Нет, она не могла больше ждать, ее пальцы, скользнув по его груди, живо пробежались по животу и стали изнутри ласкать бедро, пока он в конце концов не выпалил:

— Да не здесь же, сладкая моя глупышка. — Голос его был хриплым от страсти, и он направил ее руку, куда нужно…

Дрожа от ожидания, Розамунда погладила натянувшуюся ткань, чувствуя, как ею плененный одеждой дротик рвется наружу… ради нее. Она знала, что ей завидует множество женщин, ведь он по всей округе прославился своим неуемным любострастием. Вся ее плоть взыграла при мысли о том, как неистово он жаждет овладеть ею… Огонь охватил ее, нестерпимым жаром желания опалив ей пах.

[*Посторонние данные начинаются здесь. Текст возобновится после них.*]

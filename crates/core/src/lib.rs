pub mod catalog;
pub mod config;
pub mod domain;
pub mod errors;
pub mod selector;

pub use catalog::CatalogSnapshot;
pub use domain::company::{Company, CompanyId};
pub use domain::product::{Product, ProductId};
pub use domain::recommendation::{
    Method, ProductQuery, RecommendationRequest, RecommendationResult, RecommendedProduct,
    RequestEcho,
};
pub use errors::{ApplicationError, DomainError, InterfaceError};
pub use selector::{Candidate, CandidateSelector, Relevance};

Скорее…

— Тогда я, конечно, не представляла, как выглядит твоя знаменитая в этих краях мужская справа, — озорно пошутила она, сквозь гульфик ощупывая пальчиком его прославившееся орудие, которое от ее прикосновений стало еще мощнее и тверже.

— Ну и как тебе… м-м-м… «справа»? — спросил Генри, обхватив ее личико ладонями… Его синие глаза потемнели от страсти, они так блестели, отражая пламя очага…

— Поначалу я была в ужасе, — нежно улыбнулась она, — ведь ты заполнил меня до самого краешка.

— О милостивый Боже, — почти со стоном пробормотал он, не в силах долее терпеть. — Иди же ко мне, я опять хочу тебя заполнить.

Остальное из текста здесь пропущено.